Fifty SDS (median diameter 4.5 mm, range 4 to 7 mm) were implanted in 5 neonatal piglets (mean age 1.5 weeks, range 1 to 2 weeks; mean weight 3.4 kg, range 3 to 3.6 kg). Aspirin (40.5 mg/day, oral) was started 3 days prior to the procedure. The piglets were pre-medicated with 6 mg/kg telazol, intubated, maintained on isoflurane with neuromuscular blockade, mechanically ventilated with peak inspiratory pressure of 20 cm H2O, an inspired oxygen fraction of 1 and a rate of 25 to 30 breaths/min to achieve a normal pH and arterial CO2 tension. Intravenous cefazolin (25 mg/kg) was administered. Universal sterile precautions were applied. The right internal jugular vein and the right carotid artery were accessed via cut-down. A 7-F sheath was introduced into the vein, and a 5-F sheath was introduced into the artery. Continuous electrocardiography, pulse oximetry, and invasive blood pressure monitoring through the side arm of the arterial sheath were performed. Arterial blood gasses and activated clotting times were measured every 30 min. An intravenous heparin bolus of 200 U/kg was administered with additional boluses given as needed to maintain activated clotting times between 200 to 250 s. Ten stents were implanted under fluoroscopic guidance in various locations in each piglet (Figure 1, Online Video 3). Angiograms were obtained before and after stent implantation in an Artiz Zee Zeego suite (Siemens, Munich, Germany). Diameters of the blood vessel prior to stent implantation and of the stent post-implantation were measured on the basis of the angiograms. Following the procedure, the piglets were extubated and transferred to a warming mat in a pen located in a temperature-controlled area. They were maintained on oral cephalexin for 2 days post-procedure.

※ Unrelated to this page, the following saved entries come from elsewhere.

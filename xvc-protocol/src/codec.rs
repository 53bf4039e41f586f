//! Stream encoding and decoding of protocol messages.
use std::io::{self, BufRead, BufReader, Read, Write};

use crate::{
    error::ProtocolError,
    protocol::{Message, Version, XvcInfo},
};

const BANNER_PREFIX: &[u8] = b"xvcServer_v";

impl XvcInfo {
    pub fn write_to(&self, writer: &mut impl Write) -> io::Result<()> {
        writeln!(
            writer,
            "xvcServer_v{}:{}",
            self.version(),
            self.vector_cap_bytes()
        )
    }

    /// Parses the `xvcServer_v{version}:{cap}\n` banner a server sends in
    /// response to `getinfo:`.
    pub fn from_reader(reader: &mut impl Read) -> Result<XvcInfo, ProtocolError> {
        let mut banner = Vec::with_capacity(32);
        BufReader::with_capacity(32, reader).read_until(b'\n', &mut banner)?;
        let line = banner.trim_ascii_end();

        let rest = line.strip_prefix(BANNER_PREFIX).ok_or_else(|| {
            ProtocolError::MalformedInfo(format!(
                "missing '{}' prefix",
                String::from_utf8_lossy(BANNER_PREFIX)
            ))
        })?;
        let colon = rest
            .iter()
            .position(|b| *b == b':')
            .ok_or_else(|| ProtocolError::MalformedInfo("missing ':' separator".to_string()))?;
        let (version_text, cap_text) = rest.split_at(colon);

        let version = match version_text {
            b"1.0" => Version::V1_0,
            other => {
                return Err(ProtocolError::UnsupportedVersion(
                    String::from_utf8_lossy(other).to_string(),
                ));
            }
        };
        let cap = std::str::from_utf8(&cap_text[1..])?.parse::<u32>()?;

        Ok(XvcInfo::new(version, cap))
    }
}

impl Message {
    const GET_INFO: &'static [u8] = b"getinfo:";
    const SET_TCK: &'static [u8] = b"settck:";
    const SHIFT: &'static [u8] = b"shift:";

    /// Reads one command, dispatching on its first two bytes the way the
    /// reference server does (`ge`, `se`, `sh`).
    ///
    /// `cap_bytes` bounds `⌈num_bits / 8⌉` of a shift; a larger request is
    /// rejected without reading its vectors.
    pub fn from_reader(reader: &mut impl Read, cap_bytes: usize) -> Result<Message, ProtocolError> {
        let mut prefix = [0u8; 2];
        reader.read_exact(&mut prefix)?;
        match &prefix {
            b"ge" => {
                expect_rest(reader, &Self::GET_INFO[2..])?;
                Ok(Message::GetInfo)
            }
            b"se" => {
                expect_rest(reader, &Self::SET_TCK[2..])?;
                Ok(Message::SetTck {
                    period_ns: read_u32_le(reader)?,
                })
            }
            b"sh" => {
                expect_rest(reader, &Self::SHIFT[2..])?;
                let num_bits = read_u32_le(reader)?;
                let num_bytes = num_bits.div_ceil(8) as usize;
                if num_bytes > cap_bytes {
                    return Err(ProtocolError::VectorTooLarge {
                        cap: cap_bytes,
                        got: num_bytes,
                    });
                }
                let mut tms = vec![0u8; num_bytes].into_boxed_slice();
                reader.read_exact(&mut tms)?;
                let mut tdi = vec![0u8; num_bytes].into_boxed_slice();
                reader.read_exact(&mut tdi)?;
                Ok(Message::Shift { num_bits, tms, tdi })
            }
            other => Err(ProtocolError::UnknownPrefix(*other)),
        }
    }

    pub fn write_to(&self, writer: &mut impl Write) -> io::Result<()> {
        match self {
            Message::GetInfo => writer.write_all(Self::GET_INFO),
            Message::SetTck { period_ns } => {
                writer.write_all(Self::SET_TCK)?;
                writer.write_all(&period_ns.to_le_bytes())
            }
            Message::Shift { num_bits, tms, tdi } => {
                writer.write_all(Self::SHIFT)?;
                writer.write_all(&num_bits.to_le_bytes())?;
                writer.write_all(tms)?;
                writer.write_all(tdi)
            }
        }
    }
}

/// Consumes the remainder of a command name after the two dispatch bytes.
fn expect_rest(reader: &mut impl Read, rest: &[u8]) -> Result<(), ProtocolError> {
    let mut buf = [0u8; 8];
    let got = &mut buf[..rest.len()];
    reader.read_exact(got)?;
    if got != rest {
        return Err(ProtocolError::MalformedCommand(
            String::from_utf8_lossy(got).to_string(),
        ));
    }
    Ok(())
}

fn read_u32_le(reader: &mut impl Read) -> Result<u32, ProtocolError> {
    let mut buf = [0u8; 4];
    reader.read_exact(&mut buf)?;
    Ok(u32::from_le_bytes(buf))
}

#[cfg(test)]
mod test {
    use super::*;
    use crate::error::ProtocolError;
    use std::io::Cursor;

    const CAP: usize = 2048;

    #[test]
    fn banner_round_trip() {
        let mut out = Vec::new();
        XvcInfo::default().write_to(&mut out).unwrap();
        assert_eq!(out, b"xvcServer_v1.0:2048\n");

        let parsed = XvcInfo::from_reader(&mut Cursor::new(out)).unwrap();
        assert_eq!(parsed, XvcInfo::default());
    }

    #[test]
    fn banner_rejects_alien_version() {
        let mut data = Cursor::new(b"xvcServer_v2.1:64\n".to_vec());
        match XvcInfo::from_reader(&mut data) {
            Err(ProtocolError::UnsupportedVersion(v)) => assert_eq!(v, "2.1"),
            other => panic!("expected UnsupportedVersion, got {:?}", other),
        }
    }

    #[test]
    fn read_getinfo() {
        let mut data = Cursor::new(b"getinfo:".to_vec());
        assert_eq!(Message::from_reader(&mut data, CAP).unwrap(), Message::GetInfo);
    }

    #[test]
    fn read_settck() {
        let mut data = b"settck:".to_vec();
        data.extend_from_slice(&1_000_000u32.to_le_bytes());
        let msg = Message::from_reader(&mut Cursor::new(data), CAP).unwrap();
        assert_eq!(
            msg,
            Message::SetTck {
                period_ns: 1_000_000
            }
        );
    }

    #[test]
    fn shift_round_trip() {
        let tms = vec![0x0b, 0x01].into_boxed_slice();
        let tdi = vec![0xa5, 0x00].into_boxed_slice();
        let msg = Message::Shift {
            num_bits: 13,
            tms: tms.clone(),
            tdi: tdi.clone(),
        };

        let mut wire = Vec::new();
        msg.write_to(&mut wire).unwrap();
        let mut expected = b"shift:".to_vec();
        expected.extend_from_slice(&13u32.to_le_bytes());
        expected.extend_from_slice(&tms);
        expected.extend_from_slice(&tdi);
        assert_eq!(wire, expected);

        let back = Message::from_reader(&mut Cursor::new(wire), CAP).unwrap();
        assert_eq!(back, msg);
    }

    #[test]
    fn shift_over_capacity() {
        let mut data = b"shift:".to_vec();
        data.extend_from_slice(&((CAP as u32 + 1) * 8).to_le_bytes());
        match Message::from_reader(&mut Cursor::new(data), CAP) {
            Err(ProtocolError::VectorTooLarge { cap, got }) => {
                assert_eq!(cap, CAP);
                assert_eq!(got, CAP + 1);
            }
            other => panic!("expected VectorTooLarge, got {:?}", other),
        }
    }

    #[test]
    fn unknown_prefix_is_fatal() {
        let mut data = Cursor::new(b"xy".to_vec());
        match Message::from_reader(&mut data, CAP) {
            Err(ProtocolError::UnknownPrefix(p)) => assert_eq!(&p, b"xy"),
            other => panic!("expected UnknownPrefix, got {:?}", other),
        }
    }

    #[test]
    fn mangled_command_name() {
        let mut data = Cursor::new(b"geXinfo:".to_vec());
        assert!(matches!(
            Message::from_reader(&mut data, CAP),
            Err(ProtocolError::MalformedCommand(_))
        ));
    }
}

Six types of pre-mounted stents were implanted, the properties of which are described in Table 1. They were grouped into 4 categories: CS, biliary (BS), renal (RS), and nitinol stents. Only 1 type of CS, the VeriFLEX stent (n = 24, median diameter 4 mm; Boston Scientific, Natick, Massachusetts) was implanted, as this stent has been best suited for unzipping in vitro, predictably fracturing at twice its nominal diameter with minimal shortening. Two types of BS were implanted; Palmaz Genesis and Blue (n = 14, median diameter 6 mm; Cordis, Johnson & Johnson, Piscataway, New Jersey). In vitro, these stents had unzipped at 3 times their nominal diameter, but underwent significant shortening. Three nitinol Protégé self-expanding stents (SES) (ev3, Plymouth, Minnesota) were implanted (median diameter 6 mm). These stents did not unzip in vitro, but developed disorganized fractures at twice nominal diameter. Two types of RS were implanted; Express SD (Boston Scientific) and Formula 414 (n = 9, median diameter 6 mm; Cook Medical, Bloomington, Indiana). These stents had unzipped at twice nominal diameter in vitro. The uneven distribution of stent types that were implanted was secondary to match the vessel size to the nominal stent diameter.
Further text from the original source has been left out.